20 Tips For Twenty20
Twenty20 has never been bigger. IPL, Big Bash, T20 Blast and now even a special tournament for 15-19 year old club cricketers.
It's about time you got on the bandwagon.
Of course, short format cricket is nothing new: It's been played in Berkshire since 1924. There is a wealth of knowledge in the club game that surpasses even the "specialist" professionals who started 5 minutes ago in 2003.
So for the new breed, and the even newer breed of 15-19 year olds playing in the ECB competition, here is some advice:
- Use spin to target dangerous batsmen. The ball spinning away is more effective in the power play than the ball spinning in. Target the dangerous opening batter by opening with spin.
- Make the keeper the field setter. The captain on the boundary means slower reaction time to tactical changes. So, let the keeper do the work of putting the plan into action. It needs a trusting relationship, but it creates time under pressure.
- Keep it simple. You need to score fast but you don't need every shot in the book. Yusuf Pathan hit 50 in 15 balls with 2 shots. Nor do you need every bowling variation. Get really good at a couple of things and play to your strengths.
- Call "plays". Different balls require subtle field changes. By the captain calling a play (like a quarterback in American football) your square leg can move round for a bouncer, or mid on can go straighter for a yorker.
- Bowl yorkers. It's still the best way to bowl in Twenty20. But it's also the hardest to get right under pressure so practice it relentlessly. Mix them up with bouncers for an even better effect at the death.
- Have a Twenty20 shot. The basics of driving, pulling and cutting work well enough, but to stop getting tied down against a good bowler you need a well-practiced "get away" shot. Try the slog sweep or backload.
- Take wickets in the middle. Wickets is the fastest way to slow the run rate. So avoid the mistake of your best bowlers only in the first or last 5 overs. Look to attack with good bowling and safe hands on the boundary.
- Put fielders in the right place. The ball goes in funny places in T20, but bowlers tend to have the same "high traffic" areas that are not always point or deep midwicket. Make sure you know where the ball is likely to go so you can get your best fielder there.

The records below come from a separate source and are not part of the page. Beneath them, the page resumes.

//! Domain types shared between the storage layer and the pure engines

pub mod costing;
pub mod inventory;
pub mod order;
pub mod party;
pub mod pricing;
pub mod user;

pub use costing::*;
pub use inventory::*;
pub use order::*;
pub use party::*;
pub use pricing::*;
pub use user::*;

- It's not first-class. Bowlers bowl more bad balls and batters can't score in a 360 arc. Set the fields and bat like its club cricket rather than assuming you should copy the pro game.
- Know the score. You also need to know a good score for your level not the pro game. Instead of assuming 160 is the target, look back at some old scorebooks for the ground and find out the average total.
- Use the conditions. If there is a breeze down the ground, avoid the mistake of hitting big into it; you will be caught. If there is a short boundary, try to hit it with the bat and bowl to make the opposition hit the long side.
- Cherish the leftie. Left arm bowlers cause huge issues in T20 because of the change in angle stopping right handed batsmen's ability to cow it. If you have a left arm bowler, get him – or her- into the fray.
- Spinners need to bat. Sorry to the specialist spinners but with so many medium pace all-rounders on hand, the days of being a nailed on 11 are over. You might be the match winner but only if you are in the side and that means you need to bat.
- Bowl cross seam in the wet. In soggy conditions the ball gets slippery, so hold the seam to increase your control and bowl to a field. Yes you lose the ability to swing it, but with the ball damp, it's not going off the straight anyway.
- Have a look. If you are batting up the order, you still have time to get a feel for the bowling. Even Chris Gayle does that. Keep the scoreboard ticking by opening or closing the face on straight bat shots to beat the field.
- Run hard. The lament of coaches to "run hard every time" all over the world is doubled or tripled in short format cricket. Call well, run hard and do the basics like you would in any game.
- Hit for distance. When you go to hit over the top hit for distance not height. Stay down, use all of the body and keep a good "shape" through the shot. Height may look good; but 6 hitting is a distance game.
- Use length as a variation. Slower balls are the headlines but you can be far more effective with simply bowling a yorker, bouncer or length ball. It's very effective because the batsman can't set himself up to play a premeditated shot.
- Wear a helmet. When the wicketkeeper is standing up at one end and back at the other end it makes sense to leave the helmet on all the time. This saves time between overs and also prevents the risk of the ball hitting the helmet while it's on the ground (which costs 5 runs).
- Bluff the batsman. With so much second guessing, it's much easier to trick the batsman into a mistake. Try a close catcher. Short extra cover for the driver or slip for the "work to third man". It might even work and make you a genius!